M(3) receptor antagonism by the novel antimuscarinic agent solifenacin in the urinary bladder and salivary gland

The antimuscarinic profile of the experimental drug solifenacin/YM905 [(+)-(1 S,3' R)-quinuclidin-3'-yl 1-phenyl-1,2,3,4-tetrahydroisoquinoline-2-carboxylate] for the treatment of overactive bladder was compared with the commonly prescribed agent oxybutynin. In radioligand binding assays, p K(i) values of solifenacin for M(1), M(2), and M(3) receptors were 7.6, 6.9, and 8.0, respectively. These values for oxybutynin were 8.6 (M(1)), 7.7 (M(2)), and 8.9 (M(3)).
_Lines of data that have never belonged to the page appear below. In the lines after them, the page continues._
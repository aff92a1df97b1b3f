//! Conversion of caller parameters into a render context
//!
//! Any `Serialize` type can act as a parameter set once it opts in through
//! [`QueryParams`]. The conversion is purely structural: field names become
//! keys, sequences keep their order, nested structs become nested maps. Null
//! fields (e.g. `Option::None`) are dropped so templates see them as unset.

use std::collections::{BTreeMap, HashMap};

use serde::Serialize;
use serde_json::{Map, Value};

use crate::error::{EngineError, Result};
use crate::renderer::RenderContext;

/// Marker for values that may be bound as query parameters
pub trait QueryParams: Serialize {}

impl QueryParams for Value {}
impl QueryParams for Map<String, Value> {}
impl QueryParams for NoParams {}
impl<V: Serialize> QueryParams for HashMap<String, V> {}
impl<V: Serialize> QueryParams for BTreeMap<String, V> {}
impl<T: QueryParams + ?Sized> QueryParams for &T {}

/// Parameters for templates that take none
#[derive(Debug, Clone, Copy, Default, Serialize)]
pub struct NoParams;

/// Flatten a parameter set into a render context
///
/// A parameter value that serializes to null (a unit struct, `()`) yields an
/// empty context. Anything other than a map or null is rejected.
pub fn bind<P: QueryParams + ?Sized>(params: &P) -> Result<RenderContext> {
    let value = serde_json::to_value(params)
        .map_err(|e| EngineError::serialization(e.to_string()))?;

    match value {
        Value::Null => Ok(RenderContext::new()),
        Value::Object(map) => Ok(RenderContext::from_map(strip_nulls(map))),
        other => Err(EngineError::serialization(format!(
            "expected a map of named parameters, got {}",
            kind_of(&other)
        ))),
    }
}

/// Remove null-valued keys at every nesting level
fn strip_nulls(map: Map<String, Value>) -> Map<String, Value> {
    map.into_iter()
        .filter(|(_, v)| !v.is_null())
        .map(|(k, v)| (k, strip_value(v)))
        .collect()
}

fn strip_value(value: Value) -> Value {
    match value {
        Value::Object(map) => Value::Object(strip_nulls(map)),
        Value::Array(items) => Value::Array(items.into_iter().map(strip_value).collect()),
        other => other,
    }
}

fn kind_of(value: &Value) -> &'static str {
    match value {
        Value::Null => "null",
        Value::Bool(_) => "a boolean",
        Value::Number(_) => "a number",
        Value::String(_) => "a string",
        Value::Array(_) => "a sequence",
        Value::Object(_) => "a map",
    }
}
Solifenacin and oxybutynin antagonized the contractile effect of carbachol (CCh) on isolated guinea pig urinary bladder smooth muscle (detrusor), displaying the negative logarithm of antagonist apparent affinity constant (p K(b) value) of 7.1 for solifenacin and 7.4 for oxybutynin. To study the tissue selectivity between bladders and salivary glands, guinea pig detrusor and mouse submandibular gland cells were stimulated with CCh and monitored for intracellular Ca2+, as determined by Fura 2 fluorescence. Ca2+ mobilization of detrusor cells was inhibited equipotently by solifenacin (p K(i)=8.4) and oxybutynin (p K(i)=8.6), whereas that of the gland cells was antagonized less potently by solifenacin (p K(b)=7.4) than by oxybutynin (p K(b)=8.8), although the M(3) subtype mediated both cell responses. In anesthetized rats, solifenacin (63-2100 nmol kg(-1) or 0.03-1 mg kg(-1)) dose-dependently inhibited CCh-stimulated increases in urinary bladder pressure, while its inhibitory effects on salivation and bradycardia were apparent only at a dose of 2100 nmol kg(-1). In contrast, oxybutynin within a dose range of 77-770 nmol kg(-1) (0.03-0.3 mg kg(-1)) inhibited responses of the bladder and salivary gland slightly more potently than that of the heart. In addition, inhibitory effects of darifenacin indicated a major role of M(3) receptors in the bladder and salivary gland. Therefore, M(3) receptor antagonism by solifenacin could be bladder-selective. This selectivity remains to be elucidated and may provide new approaches to the pharmacotherapy of overactive bladder.